§ PROBLEM TO WORK ON: Below are records; reproduce exactly the lines from the one that has "fn load(&self) ->" through the one that has "let filter = EnvFilter::try_from_default_env()", ends included, and nothing more.

§ GIVEN RECORDS:
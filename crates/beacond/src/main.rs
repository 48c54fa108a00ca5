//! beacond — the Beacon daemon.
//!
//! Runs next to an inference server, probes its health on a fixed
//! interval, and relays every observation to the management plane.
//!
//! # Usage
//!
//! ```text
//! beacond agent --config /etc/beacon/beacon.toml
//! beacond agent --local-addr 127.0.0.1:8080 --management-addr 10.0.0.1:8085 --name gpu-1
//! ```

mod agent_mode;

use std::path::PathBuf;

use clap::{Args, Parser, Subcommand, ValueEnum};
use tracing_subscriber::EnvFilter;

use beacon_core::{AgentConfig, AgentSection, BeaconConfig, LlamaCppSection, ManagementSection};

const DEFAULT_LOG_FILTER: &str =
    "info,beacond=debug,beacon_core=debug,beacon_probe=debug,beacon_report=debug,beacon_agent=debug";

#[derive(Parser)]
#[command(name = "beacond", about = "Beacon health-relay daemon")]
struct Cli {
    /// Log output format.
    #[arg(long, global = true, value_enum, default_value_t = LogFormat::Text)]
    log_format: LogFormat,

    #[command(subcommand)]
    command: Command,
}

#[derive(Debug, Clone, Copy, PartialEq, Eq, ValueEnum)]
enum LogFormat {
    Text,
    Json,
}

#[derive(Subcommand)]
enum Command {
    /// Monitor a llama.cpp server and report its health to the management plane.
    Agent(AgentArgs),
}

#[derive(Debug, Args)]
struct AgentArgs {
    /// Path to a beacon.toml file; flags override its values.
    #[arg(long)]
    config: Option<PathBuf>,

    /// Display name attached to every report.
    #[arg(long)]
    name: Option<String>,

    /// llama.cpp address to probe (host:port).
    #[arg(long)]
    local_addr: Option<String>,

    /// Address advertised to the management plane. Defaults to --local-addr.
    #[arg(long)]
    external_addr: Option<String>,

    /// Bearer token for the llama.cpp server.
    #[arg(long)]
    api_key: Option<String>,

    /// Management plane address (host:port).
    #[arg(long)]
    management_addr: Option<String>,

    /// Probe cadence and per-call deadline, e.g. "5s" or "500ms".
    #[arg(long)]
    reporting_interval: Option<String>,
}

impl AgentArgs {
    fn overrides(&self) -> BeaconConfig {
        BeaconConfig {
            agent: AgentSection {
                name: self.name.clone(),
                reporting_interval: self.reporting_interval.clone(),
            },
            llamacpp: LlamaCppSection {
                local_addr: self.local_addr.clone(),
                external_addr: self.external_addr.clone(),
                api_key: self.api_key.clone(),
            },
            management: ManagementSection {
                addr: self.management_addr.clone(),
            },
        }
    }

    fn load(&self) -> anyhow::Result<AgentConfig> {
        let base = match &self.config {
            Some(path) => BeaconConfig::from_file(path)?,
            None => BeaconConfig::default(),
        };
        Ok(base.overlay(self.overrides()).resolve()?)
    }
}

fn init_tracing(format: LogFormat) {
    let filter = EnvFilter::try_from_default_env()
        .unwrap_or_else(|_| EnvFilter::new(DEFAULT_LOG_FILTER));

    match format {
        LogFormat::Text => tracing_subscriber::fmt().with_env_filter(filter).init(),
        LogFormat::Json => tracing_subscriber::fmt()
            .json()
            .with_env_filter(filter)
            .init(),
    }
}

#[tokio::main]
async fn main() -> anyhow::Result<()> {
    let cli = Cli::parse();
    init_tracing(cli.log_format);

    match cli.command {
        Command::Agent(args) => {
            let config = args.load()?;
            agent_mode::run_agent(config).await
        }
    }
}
--
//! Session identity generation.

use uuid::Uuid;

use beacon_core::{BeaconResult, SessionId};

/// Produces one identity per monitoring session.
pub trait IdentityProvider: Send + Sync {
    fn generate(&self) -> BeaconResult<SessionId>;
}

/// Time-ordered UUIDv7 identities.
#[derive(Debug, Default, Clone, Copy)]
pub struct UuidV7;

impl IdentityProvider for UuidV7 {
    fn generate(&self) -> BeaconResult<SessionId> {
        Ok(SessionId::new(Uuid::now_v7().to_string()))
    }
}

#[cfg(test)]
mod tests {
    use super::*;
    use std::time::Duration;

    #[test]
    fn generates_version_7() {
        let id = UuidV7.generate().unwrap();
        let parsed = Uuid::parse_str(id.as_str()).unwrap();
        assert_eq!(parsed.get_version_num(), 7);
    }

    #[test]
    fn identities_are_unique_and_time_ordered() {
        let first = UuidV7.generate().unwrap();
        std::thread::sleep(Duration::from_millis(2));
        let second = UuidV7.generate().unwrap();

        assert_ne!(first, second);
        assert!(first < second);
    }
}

§ RESPONSE FOR THIS EXERCISE:
    fn load(&self) -> anyhow::Result<AgentConfig> {
        let base = match &self.config {
            Some(path) => BeaconConfig::from_file(path)?,
            None => BeaconConfig::default(),
        };
        Ok(base.overlay(self.overrides()).resolve()?)
    }
}

fn init_tracing(format: LogFormat) {
    let filter = EnvFilter::try_from_default_env()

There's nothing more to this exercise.